Cybersecurity mesh facilitates scalable, flexible, and reliable means to ensure cybersecurity across all levels to protect your processes, people, and infrastructure. Considering that a vast majority of assets now exist outside the traditional security perimeter, a cybersecurity mesh helps you stretch its boundaries to build it around an individual’s identity. So rather than having one large perimeter to protect all devices or nodes within a ‘traditional’ network, we now create small, individual perimeters around every access point to heighten its security. A centralized point of authority will manage all the perimeters to ensure there are no breaches.

Key benefits

Cybersecurity mesh helps you adopt an interchangeable, responsive security approach that stops threat actors from exploiting the weaker links within a network to get into the bigger network. When employed correctly, cybersecurity mesh offers the following benefits:

  1. Cybersecurity mesh will support more than 50% of IAM requests by 2025

As traditional security models evolve, enterprises will now rely on cybersecurity mesh to ensure complete security. Identity and Access Management has been a bit of a challenge for enterprises for some time now. Akif Khan, Senior Director Analyst, Gartner, elaborates, “IAM challenges have become increasingly complex and many organizations lack the skills and resources to manage effectively. Leaders must improve their approaches to identity proofing, develop stronger vendor management skills and mitigate the risks of an increasingly remote workforce.”

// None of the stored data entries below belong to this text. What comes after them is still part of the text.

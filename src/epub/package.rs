//! Package document resolution
//!
//! Reads `META-INF/container.xml` to find the package document, then
//! streams the package document to build the manifest table, the spine
//! and the book metadata.
//!
//! XML is read with quick-xml's event reader with end-name checking off,
//! so mismatched tags in real-world packages do not abort the parse.
//! Elements are matched by local name (`dc:title` and `title` both count).

use quick_xml::events::{BytesStart, BytesText, Event};
use quick_xml::Reader;

use super::container::{Container, CONTAINER_POINTER};
use super::types::{BookMetadata, ManifestItem, ManifestTable, Package, UNKNOWN_AUTHOR, UNTITLED};
use super::EpubError;

/// Resolve the package document of an opened container
pub fn resolve(container: &mut Container<'_>) -> Result<Package, EpubError> {
    let pointer = match container.read_text(CONTAINER_POINTER, None) {
        Ok(text) => text,
        Err(EpubError::EntryNotFound(_)) => return Err(EpubError::MissingContainerPointer),
        Err(e) => return Err(e),
    };

    let package_path = find_package_path(&pointer)?;
    let base_dir = package_path
        .rsplit_once('/')
        .map(|(dir, _)| dir.to_string())
        .unwrap_or_default();

    let document = match container.read_text(&package_path, None) {
        Ok(text) => text,
        Err(EpubError::EntryNotFound(_)) => {
            return Err(EpubError::MissingPackageDocument(package_path))
        }
        Err(e) => return Err(e),
    };

    let parsed = parse_package_document(&document, &package_path, &base_dir)?;

    tracing::debug!(
        package = %package_path,
        manifest_items = parsed.manifest.len(),
        spine_items = parsed.spine.len(),
        cover = ?parsed.metadata.cover_path,
        "Resolved package document"
    );

    Ok(Package {
        package_path,
        base_dir,
        manifest: parsed.manifest,
        spine: parsed.spine,
        metadata: parsed.metadata,
    })
}

/// Find the `full-path` of the first `rootfile` in container.xml
fn find_package_path(xml: &str) -> Result<String, EpubError> {
    let mut reader = Reader::from_str(xml);
    reader.trim_text(true);
    reader.check_end_names(false);

    loop {
        match reader.read_event() {
            Ok(Event::Start(e)) | Ok(Event::Empty(e)) => {
                if e.local_name().as_ref() == b"rootfile" {
                    return attribute(&e, b"full-path")
                        .map(|p| p.trim().trim_start_matches('/').to_string())
                        .filter(|p| !p.is_empty())
                        .ok_or(EpubError::MissingPackagePath);
                }
            }
            Ok(Event::Eof) => return Err(EpubError::MissingPackagePath),
            Ok(_) => {}
            Err(e) => {
                return Err(EpubError::MalformedXml {
                    path: CONTAINER_POINTER.to_string(),
                    reason: e.to_string(),
                })
            }
        }
    }
}

struct ParsedDocument {
    manifest: ManifestTable,
    spine: Vec<String>,
    metadata: BookMetadata,
}

/// Which metadata field a text capture is filling
#[derive(Debug, Clone, Copy, PartialEq, Eq)]
enum Field {
    Title,
    Creator,
    Language,
    Identifier,
}

/// Text accumulated for the element currently being captured
struct Capture {
    field: Field,
    depth: usize,
    text: String,
}

#[derive(Default)]
struct Fields {
    title: Option<String>,
    creator: Option<String>,
    language: Option<String>,
    identifier: Option<String>,
}

impl Fields {
    fn slot(&mut self, field: Field) -> &mut Option<String> {
        match field {
            Field::Title => &mut self.title,
            Field::Creator => &mut self.creator,
            Field::Language => &mut self.language,
            Field::Identifier => &mut self.identifier,
        }
    }
}

fn parse_package_document(
    xml: &str,
    package_path: &str,
    base_dir: &str,
) -> Result<ParsedDocument, EpubError> {
    let mut reader = Reader::from_str(xml);
    reader.check_end_names(false);

    let mut manifest = ManifestTable::new();
    let mut spine = Vec::new();
    let mut fields = Fields::default();
    let mut cover: Option<(String, String)> = None;

    let mut seen_package = false;
    let mut in_metadata = 0usize;
    let mut in_manifest = 0usize;
    let mut in_spine = 0usize;
    let mut capture: Option<Capture> = None;

    loop {
        let event = match reader.read_event() {
            Ok(event) => event,
            Err(e) if seen_package => {
                tracing::warn!(
                    package = %package_path,
                    position = reader.buffer_position(),
                    error = %e,
                    "Package document is malformed, keeping what was parsed"
                );
                break;
            }
            Err(e) => {
                return Err(EpubError::MalformedXml {
                    path: package_path.to_string(),
                    reason: e.to_string(),
                })
            }
        };

        match event {
            Event::Start(e) => {
                if let Some(cap) = capture.as_mut() {
                    cap.depth += 1;
                    continue;
                }
                match e.local_name().as_ref() {
                    b"package" => seen_package = true,
                    b"metadata" => in_metadata += 1,
                    b"manifest" => in_manifest += 1,
                    b"spine" => in_spine += 1,
                    b"item" if in_manifest > 0 => {
                        handle_item(&e, base_dir, &mut manifest, &mut cover)
                    }
                    b"itemref" if in_spine > 0 => handle_itemref(&e, &mut spine),
                    name if in_metadata > 0 => {
                        if let Some(field) = metadata_field(name) {
                            if fields.slot(field).is_none() {
                                capture = Some(Capture {
                                    field,
                                    depth: 0,
                                    text: String::new(),
                                });
                            }
                        }
                    }
                    _ => {}
                }
            }
            Event::Empty(e) => {
                if capture.is_some() {
                    continue;
                }
                match e.local_name().as_ref() {
                    b"package" => seen_package = true,
                    b"item" if in_manifest > 0 => {
                        handle_item(&e, base_dir, &mut manifest, &mut cover)
                    }
                    b"itemref" if in_spine > 0 => handle_itemref(&e, &mut spine),
                    name if in_metadata > 0 => {
                        // <dc:title/> still consumes the "first element" slot
                        if let Some(field) = metadata_field(name) {
                            let slot = fields.slot(field);
                            if slot.is_none() {
                                *slot = Some(String::new());
                            }
                        }
                    }
                    _ => {}
                }
            }
            Event::End(e) => {
                if let Some(cap) = capture.as_mut() {
                    if cap.depth > 0 {
                        cap.depth -= 1;
                        continue;
                    }
                    if let Some(cap) = capture.take() {
                        *fields.slot(cap.field) = Some(cap.text);
                    }
                    continue;
                }
                match e.local_name().as_ref() {
                    b"metadata" => in_metadata = in_metadata.saturating_sub(1),
                    b"manifest" => in_manifest = in_manifest.saturating_sub(1),
                    b"spine" => in_spine = in_spine.saturating_sub(1),
                    _ => {}
                }
            }
            Event::Text(t) => {
                if let Some(cap) = capture.as_mut() {
                    cap.text.push_str(&unescape_lossy(&t));
                }
            }
            Event::CData(c) => {
                if let Some(cap) = capture.as_mut() {
                    cap.text.push_str(&String::from_utf8_lossy(&c));
                }
            }
            Event::Eof => break,
            _ => {}
        }
    }

    if !seen_package {
        return Err(EpubError::MalformedXml {
            path: package_path.to_string(),
            reason: "no <package> element".to_string(),
        });
    }

    // An unterminated capture still holds usable text
    if let Some(cap) = capture.take() {
        *fields.slot(cap.field) = Some(cap.text);
    }

    let (cover_path, cover_media_type) = match cover {
        Some((path, media_type)) => (Some(path), Some(media_type)),
        None => (None, None),
    };

    let metadata = BookMetadata {
        title: non_empty(fields.title).unwrap_or_else(|| UNTITLED.to_string()),
        creator: non_empty(fields.creator).unwrap_or_else(|| UNKNOWN_AUTHOR.to_string()),
        cover_path,
        cover_media_type,
        language: non_empty(fields.language),
        identifier: non_empty(fields.identifier),
    };

    Ok(ParsedDocument {
        manifest,
        spine,
        metadata,
    })
}

fn metadata_field(local_name: &[u8]) -> Option<Field> {
    match local_name {
        b"title" => Some(Field::Title),
        b"creator" => Some(Field::Creator),
        b"language" => Some(Field::Language),
        b"identifier" => Some(Field::Identifier),
        _ => None,
    }
}

fn handle_item(
    e: &BytesStart<'_>,
    base_dir: &str,
    manifest: &mut ManifestTable,
    cover: &mut Option<(String, String)>,
) {
    let (Some(id), Some(href)) = (attribute(e, b"id"), attribute(e, b"href")) else {
        tracing::debug!("Skipping manifest item without id or href");
        return;
    };

    let media_type = attribute(e, b"media-type").unwrap_or_default();
    let properties = attribute(e, b"properties").filter(|p| !p.trim().is_empty());

    let item = ManifestItem {
        href: resolve_href(base_dir, &href),
        id: id.clone(),
        media_type,
        properties,
    };

    if cover.is_none() && is_cover_candidate(&item, &href) {
        *cover = Some((item.href.clone(), item.media_type.clone()));
    }

    manifest.insert(id, item);
}

fn handle_itemref(e: &BytesStart<'_>, spine: &mut Vec<String>) {
    match attribute(e, b"idref") {
        Some(idref) if !idref.is_empty() => spine.push(idref),
        _ => tracing::debug!("Skipping spine itemref without idref"),
    }
}

/// An image whose id or declared href mentions "cover", or that carries
/// the `cover-image` property
fn is_cover_candidate(item: &ManifestItem, raw_href: &str) -> bool {
    if !item.media_type.to_ascii_lowercase().starts_with("image/") {
        return false;
    }

    item.id.to_lowercase().contains("cover")
        || raw_href.to_lowercase().contains("cover")
        || item.has_property("cover-image")
}

/// Resolve a manifest href to an archive path.
///
/// Drops any fragment, percent-decodes, joins onto the package directory
/// and collapses `.`/`..` segments. A leading `/` is archive-absolute.
pub fn resolve_href(base_dir: &str, href: &str) -> String {
    let href = href.split('#').next().unwrap_or(href);
    let decoded = urlencoding::decode(href)
        .map(|s| s.into_owned())
        .unwrap_or_else(|_| href.to_string());

    let mut segments: Vec<&str> = Vec::new();
    let joined;
    let full = if let Some(absolute) = decoded.strip_prefix('/') {
        absolute
    } else if base_dir.is_empty() {
        decoded.as_str()
    } else {
        joined = format!("{}/{}", base_dir, decoded);
        joined.as_str()
    };

    for segment in full.split('/') {
        match segment {
            "" | "." => {}
            ".." => {
                segments.pop();
            }
            s => segments.push(s),
        }
    }

    segments.join("/")
}

/// Attribute value by local name, unescaped
fn attribute(e: &BytesStart<'_>, name: &[u8]) -> Option<String> {
    e.attributes()
        .filter_map(|a| a.ok())
        .find(|a| a.key.local_name().as_ref() == name)
        .map(|a| match a.unescape_value() {
            Ok(v) => v.into_owned(),
            Err(_) => String::from_utf8_lossy(&a.value).into_owned(),
        })
}

fn unescape_lossy(t: &BytesText<'_>) -> String {
    match t.unescape() {
        Ok(text) => text.into_owned(),
        Err(_) => String::from_utf8_lossy(t).into_owned(),
    }
}

fn non_empty(value: Option<String>) -> Option<String> {
    value
        .map(|v| v.trim().to_string())
        .filter(|v| !v.is_empty())
}
//! Book API endpoints
//!
//! - Upload an EPUB (ingestion)
//! - List and fetch ebook records
//! - Save the reader's position

use axum::{
    extract::{DefaultBodyLimit, Multipart, Path, State},
    http::StatusCode,
    routing::{get, put},
    Json, Router,
};
use serde::Serialize;

use crate::db::{Ebook, EbookRepository, LocationUpdate};
use crate::error::{AppError, Result};
use crate::state::AppState;

/// Multipart field names accepted for the uploaded file
const FILE_FIELDS: [&str; 3] = ["ebookFile", "file", "epub"];

/// Response for book list
#[derive(Serialize)]
pub struct BookListResponse {
    pub books: Vec<Ebook>,
    pub total: usize,
}

/// Upload response
#[derive(Debug, Serialize)]
#[serde(rename_all = "camelCase")]
pub struct UploadResponse {
    pub id: String,
    pub title: String,
    pub authors: String,
    pub has_cover: bool,
}

/// Create the books router
pub fn router(max_upload_bytes: usize) -> Router<AppState> {
    Router::new()
        .route("/", get(list_books).post(upload_book))
        .route("/:id", get(get_book))
        .route("/:id/location", put(update_location))
        .layer(DefaultBodyLimit::max(max_upload_bytes))
}

/// An uploaded file taken from the multipart body
struct Upload {
    filename: String,
    data: Vec<u8>,
}

fn is_epub_filename(filename: &str) -> bool {
    filename.to_lowercase().ends_with(".epub")
}

async fn read_upload(multipart: &mut Multipart) -> Result<Option<Upload>> {
    while let Some(field) = multipart.next_field().await.map_err(|e| {
        tracing::warn!("Failed to read multipart field: {}", e);
        AppError::BadRequest(format!("Failed to read upload: {}", e.body_text()))
    })? {
        let name = field.name().unwrap_or("").to_string();
        if !FILE_FIELDS.contains(&name.as_str()) {
            tracing::debug!(field = %name, "Ignoring multipart field");
            continue;
        }

        let filename = field.file_name().unwrap_or("").to_string();
        let data = field.bytes().await.map_err(|e| {
            tracing::warn!("Failed to read file data: {}", e);
            AppError::BadRequest(format!("Failed to read upload: {}", e.body_text()))
        })?;

        // An empty file input is submitted as a nameless, empty part
        if filename.is_empty() && data.is_empty() {
            return Ok(None);
        }

        return Ok(Some(Upload {
            filename,
            data: data.to_vec(),
        }));
    }

    Ok(None)
}

/// Upload and ingest an EPUB
async fn upload_book(
    State(state): State<AppState>,
    mut multipart: Multipart,
) -> Result<(StatusCode, Json<UploadResponse>)> {
    let upload = read_upload(&mut multipart)
        .await?
        .ok_or_else(|| AppError::BadRequest("EPUB file is required".to_string()))?;

    if !is_epub_filename(&upload.filename) {
        tracing::debug!(filename = %upload.filename, "Rejected non-EPUB upload");
        return Err(AppError::BadRequest("Please upload an EPUB file".to_string()));
    }

    tracing::debug!(filename = %upload.filename, size = upload.data.len(), "Received EPUB upload");

    let book = state.ingest().ingest(upload.data).await?;
    let has_cover = book.has_cover();

    Ok((
        StatusCode::CREATED,
        Json(UploadResponse {
            id: book.ebook.id,
            title: book.ebook.title,
            authors: book.ebook.authors,
            has_cover,
        }),
    ))
}

/// List all ebook records
async fn list_books(State(state): State<AppState>) -> Result<Json<BookListResponse>> {
    let books = EbookRepository::new(state.db()).list().await?;
    let total = books.len();

    Ok(Json(BookListResponse { books, total }))
}

/// Get one ebook record
async fn get_book(State(state): State<AppState>, Path(id): Path<String>) -> Result<Json<Ebook>> {
    EbookRepository::new(state.db())
        .get(&id)
        .await?
        .map(Json)
        .ok_or_else(|| AppError::NotFound(format!("Book not found: {}", id)))
}

/// Save the reading position
async fn update_location(
    State(state): State<AppState>,
    Path(id): Path<String>,
    Json(update): Json<LocationUpdate>,
) -> Result<Json<Ebook>> {
    EbookRepository::new(state.db())
        .update_location(&id, &update)
        .await?
        .map(Json)
        .ok_or_else(|| AppError::NotFound(format!("Book not found: {}", id)))
}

Cybersecurity mesh with its mobile, adaptive, unified access management model is expected to support more than half of all IAM requests by 2025.

  1. IAM services will be largely MSSP-driven

Considering that most organizations lack the necessary resources and expertise to plan, develop, acquire, and implement comprehensive IAM solutions, the role of managed security service providers (MSSPs) will be crucial. Where multiple functions will have to be addressed simultaneously, organizations will leverage their services.

Gartner expects 40% of IAM application convergence to be driven by MSSPs by 2023, thereby shifting power from product vendors to service partners.

  1. 30% of Enterprises will implement identity proofing tools by 2024

Vendor-provided enrollment and recovery workflows have often posed a challenge in building trust as it is difficult to differentiate genuine users and attackers. Multifactor authentication via email addresses and phone numbers has often proved to be ineffective.

Gartner predicts 30% of large enterprises will use identity-proofing tools from the beginning, embedding them into the workforce identity lifecycle processes to address these issues and make way for more robust enrollment and recovery procedures.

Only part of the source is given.